**Work item:**
Reproduce the entire listing below exactly.

***** Supplied material

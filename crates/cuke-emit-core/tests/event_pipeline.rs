//! End-to-end tests: event sender with the JSON factory and real sinks.

use std::sync::Arc;
use std::time::Duration;

use chrono::{TimeZone, Utc};
use cuke_emit_core::json_messages::WireTimestamp;
use cuke_emit_core::{
    ChannelSink, Envelope, EventSender, FixedClock, JsonMessageFactory, MapOverrides,
    MemorySink, Message, NdjsonSink, SendError,
};
use cuke_emit_proto::{PickleId, TestOutcome, TestStatus, override_keys};
use serde_json::Value;
use tempfile::TempDir;

fn clock() -> Arc<FixedClock> {
    Arc::new(FixedClock(Utc.with_ymd_and_hms(2024, 1, 2, 3, 4, 5).unwrap()))
}

fn pickle() -> PickleId {
    "3f2504e0-4f89-11d3-9a0c-0305e82c3301".parse().unwrap()
}

#[test]
fn full_run_writes_ndjson_stream() {
    let dir = TempDir::new().unwrap();
    let path = dir.path().join("messages.ndjson");
    let sink = Arc::new(NdjsonSink::append_to(&path).unwrap());
    let sender = EventSender::new(
        clock(),
        Arc::new(JsonMessageFactory),
        sink,
        Arc::new(MapOverrides::new()),
    );

    sender.send_run_started().unwrap();
    sender.send_case_started(pickle()).unwrap();
    sender
        .send_case_finished(
            pickle(),
            &TestOutcome::passed().with_duration(Duration::from_millis(250)),
        )
        .unwrap();

    let content = std::fs::read_to_string(&path).unwrap();
    let lines: Vec<Value> = content
        .lines()
        .map(|line| serde_json::from_str(line).unwrap())
        .collect();

    assert_eq!(lines.len(), 3);
    assert!(lines[0].get("testRunStarted").is_some());
    assert_eq!(
        lines[1]["testCaseStarted"]["pickleId"],
        "3f2504e0-4f89-11d3-9a0c-0305e82c3301"
    );
    assert_eq!(lines[2]["testCaseFinished"]["testResult"]["status"], "PASSED");
    assert_eq!(
        lines[2]["testCaseFinished"]["testResult"]["duration"]["nanos"],
        250_000_000
    );
}

#[test]
fn overrides_make_output_deterministic() {
    let overrides = MapOverrides::new()
        .with(override_keys::TEST_RUN_STARTED_TIME, "2020-01-01T00:00:00+02:00")
        .with(override_keys::TEST_CASE_STARTED_TIME, "2020-01-01T00:00:01Z")
        .with(override_keys::TEST_CASE_FINISHED_TIME, "2020-01-01T00:00:02Z")
        .with(
            override_keys::TEST_CASE_STARTED_PICKLE_ID,
            "00000000-0000-0000-0000-000000000001",
        )
        .with(
            override_keys::TEST_CASE_FINISHED_PICKLE_ID,
            "00000000-0000-0000-0000-000000000002",
        );
    let sink = Arc::new(MemorySink::<Envelope>::new());
    let sender = EventSender::new(
        clock(),
        Arc::new(JsonMessageFactory),
        sink.clone(),
        Arc::new(overrides),
    );

    sender.send_run_started().unwrap();
    sender.send_case_started(PickleId::random()).unwrap();
    sender
        .send_case_finished(PickleId::random(), &TestOutcome::failed("nope"))
        .unwrap();

    let messages: Vec<Message> = sink.take().into_iter().map(Envelope::into_message).collect();
    match &messages[..] {
        [
            Message::TestRunStarted(run),
            Message::TestCaseStarted(started),
            Message::TestCaseFinished(finished),
        ] => {
            assert_eq!(
                run.timestamp,
                WireTimestamp {
                    seconds: 1_577_829_600,
                    nanos: 0
                }
            );
            assert_eq!(started.pickle_id.to_string(), "00000000-0000-0000-0000-000000000001");
            assert_eq!(started.timestamp.seconds, 1_577_836_801);
            assert_eq!(finished.pickle_id.to_string(), "00000000-0000-0000-0000-000000000002");
            assert_eq!(finished.timestamp.seconds, 1_577_836_802);
            assert_eq!(finished.test_result.status, TestStatus::Failed);
            assert_eq!(finished.test_result.message.as_deref(), Some("nope"));
        }
        other => panic!("unexpected messages: {other:?}"),
    }
}

#[test]
fn nil_pickle_id_surfaces_as_failure() {
    let sink = Arc::new(MemorySink::<Envelope>::new());
    let sender = EventSender::new(
        clock(),
        Arc::new(JsonMessageFactory),
        sink.clone(),
        Arc::new(MapOverrides::new()),
    );

    let err = sender.send_case_started(PickleId::nil()).unwrap_err();
    assert!(matches!(err, SendError::Failure(_)));
    assert_eq!(
        err.to_string(),
        "the message could not be created. pickle id must not be nil"
    );
    assert!(sink.is_empty());
}

#[test]
fn pre_epoch_override_surfaces_as_wrapped_failure() {
    let overrides =
        MapOverrides::new().with(override_keys::TEST_RUN_STARTED_TIME, "1969-12-31T23:59:59Z");
    let sink = Arc::new(MemorySink::<Envelope>::new());
    let sender = EventSender::new(
        clock(),
        Arc::new(JsonMessageFactory),
        sink.clone(),
        Arc::new(overrides),
    );

    let err = sender.send_run_started().unwrap_err();
    assert!(matches!(err, SendError::Wrapped(_)));
    assert!(err.to_string().contains("testRunStarted"));
    assert!(sink.is_empty());
}

#[tokio::test]
async fn channel_sink_feeds_async_consumer() {
    let (sink, mut rx) = ChannelSink::<Envelope>::channel();
    let sender = EventSender::new(
        clock(),
        Arc::new(JsonMessageFactory),
        Arc::new(sink),
        Arc::new(MapOverrides::new()),
    );

    let consumer = tokio::spawn(async move {
        let mut kinds = Vec::new();
        while let Some(envelope) = rx.recv().await {
            kinds.push(envelope.message().kind());
        }
        kinds
    });

    sender.send_run_started().unwrap();
    sender.send_case_started(pickle()).unwrap();
    drop(sender);

    assert_eq!(consumer.await.unwrap(), vec!["testRunStarted", "testCaseStarted"]);
}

**********

**Answer below:**
filename crates/cuke-emit-core/tests/event_pipeline.rs
//! End-to-end tests: event sender with the JSON factory and real sinks.

use std::sync::Arc;
use std::time::Duration;

use chrono::{TimeZone, Utc};
use cuke_emit_core::json_messages::WireTimestamp;
use cuke_emit_core::{
    ChannelSink, Envelope, EventSender, FixedClock, JsonMessageFactory, MapOverrides,
    MemorySink, Message, NdjsonSink, SendError,
};
use cuke_emit_proto::{PickleId, TestOutcome, TestStatus, override_keys};
use serde_json::Value;
use tempfile::TempDir;

fn clock() -> Arc<FixedClock> {
    Arc::new(FixedClock(Utc.with_ymd_and_hms(2024, 1, 2, 3, 4, 5).unwrap()))
}

fn pickle() -> PickleId {
    "3f2504e0-4f89-11d3-9a0c-0305e82c3301".parse().unwrap()
}

#[test]
fn full_run_writes_ndjson_stream() {
    let dir = TempDir::new().unwrap();
    let path = dir.path().join("messages.ndjson");
    let sink = Arc::new(NdjsonSink::append_to(&path).unwrap());
    let sender = EventSender::new(
        clock(),
        Arc::new(JsonMessageFactory),
        sink,
        Arc::new(MapOverrides::new()),
    );

    sender.send_run_started().unwrap();
    sender.send_case_started(pickle()).unwrap();
    sender
        .send_case_finished(
            pickle(),
            &TestOutcome::passed().with_duration(Duration::from_millis(250)),
        )
        .unwrap();

    let content = std::fs::read_to_string(&path).unwrap();
    let lines: Vec<Value> = content
        .lines()
        .map(|line| serde_json::from_str(line).unwrap())
        .collect();

    assert_eq!(lines.len(), 3);
    assert!(lines[0].get("testRunStarted").is_some());
    assert_eq!(
        lines[1]["testCaseStarted"]["pickleId"],
        "3f2504e0-4f89-11d3-9a0c-0305e82c3301"
    );
    assert_eq!(lines[2]["testCaseFinished"]["testResult"]["status"], "PASSED");
    assert_eq!(
        lines[2]["testCaseFinished"]["testResult"]["duration"]["nanos"],
        250_000_000
    );
}

#[test]
fn overrides_make_output_deterministic() {
    let overrides = MapOverrides::new()
        .with(override_keys::TEST_RUN_STARTED_TIME, "2020-01-01T00:00:00+02:00")
        .with(override_keys::TEST_CASE_STARTED_TIME, "2020-01-01T00:00:01Z")
        .with(override_keys::TEST_CASE_FINISHED_TIME, "2020-01-01T00:00:02Z")
        .with(
            override_keys::TEST_CASE_STARTED_PICKLE_ID,
            "00000000-0000-0000-0000-000000000001",
        )
        .with(
            override_keys::TEST_CASE_FINISHED_PICKLE_ID,
            "00000000-0000-0000-0000-000000000002",
        );
    let sink = Arc::new(MemorySink::<Envelope>::new());
    let sender = EventSender::new(
        clock(),
        Arc::new(JsonMessageFactory),
        sink.clone(),
        Arc::new(overrides),
    );

    sender.send_run_started().unwrap();
    sender.send_case_started(PickleId::random()).unwrap();
    sender
        .send_case_finished(PickleId::random(), &TestOutcome::failed("nope"))
        .unwrap();

    let messages: Vec<Message> = sink.take().into_iter().map(Envelope::into_message).collect();
    match &messages[..] {
        [
            Message::TestRunStarted(run),
            Message::TestCaseStarted(started),
            Message::TestCaseFinished(finished),
        ] => {
            assert_eq!(
                run.timestamp,
                WireTimestamp {
                    seconds: 1_577_829_600,
                    nanos: 0
                }
            );
            assert_eq!(started.pickle_id.to_string(), "00000000-0000-0000-0000-000000000001");
            assert_eq!(started.timestamp.seconds, 1_577_836_801);
            assert_eq!(finished.pickle_id.to_string(), "00000000-0000-0000-0000-000000000002");
            assert_eq!(finished.timestamp.seconds, 1_577_836_802);
            assert_eq!(finished.test_result.status, TestStatus::Failed);
            assert_eq!(finished.test_result.message.as_deref(), Some("nope"));
        }
        other => panic!("unexpected messages: {other:?}"),
    }
}

#[test]
fn nil_pickle_id_surfaces_as_failure() {
    let sink = Arc::new(MemorySink::<Envelope>::new());
    let sender = EventSender::new(
        clock(),
        Arc::new(JsonMessageFactory),
        sink.clone(),
        Arc::new(MapOverrides::new()),
    );

    let err = sender.send_case_started(PickleId::nil()).unwrap_err();
    assert!(matches!(err, SendError::Failure(_)));
    assert_eq!(
        err.to_string(),
        "the message could not be created. pickle id must not be nil"
    );
    assert!(sink.is_empty());
}

#[test]
fn pre_epoch_override_surfaces_as_wrapped_failure() {
    let overrides =
        MapOverrides::new().with(override_keys::TEST_RUN_STARTED_TIME, "1969-12-31T23:59:59Z");
    let sink = Arc::new(MemorySink::<Envelope>::new());
    let sender = EventSender::new(
        clock(),
        Arc::new(JsonMessageFactory),
        sink.clone(),
        Arc::new(overrides),
    );

    let err = sender.send_run_started().unwrap_err();
    assert!(matches!(err, SendError::Wrapped(_)));
    assert!(err.to_string().contains("testRunStarted"));
    assert!(sink.is_empty());
}

#[tokio::test]
async fn channel_sink_feeds_async_consumer() {
    let (sink, mut rx) = ChannelSink::<Envelope>::channel();
    let sender = EventSender::new(
        clock(),
        Arc::new(JsonMessageFactory),
        Arc::new(sink),
        Arc::new(MapOverrides::new()),
    );

    let consumer = tokio::spawn(async move {
        let mut kinds = Vec::new();
        while let Some(envelope) = rx.recv().await {
            kinds.push(envelope.message().kind());
        }
        kinds
    });

    sender.send_run_started().unwrap();
    sender.send_case_started(pickle()).unwrap();
    drop(sender);

    assert_eq!(consumer.await.unwrap(), vec!["testRunStarted", "testCaseStarted"]);
}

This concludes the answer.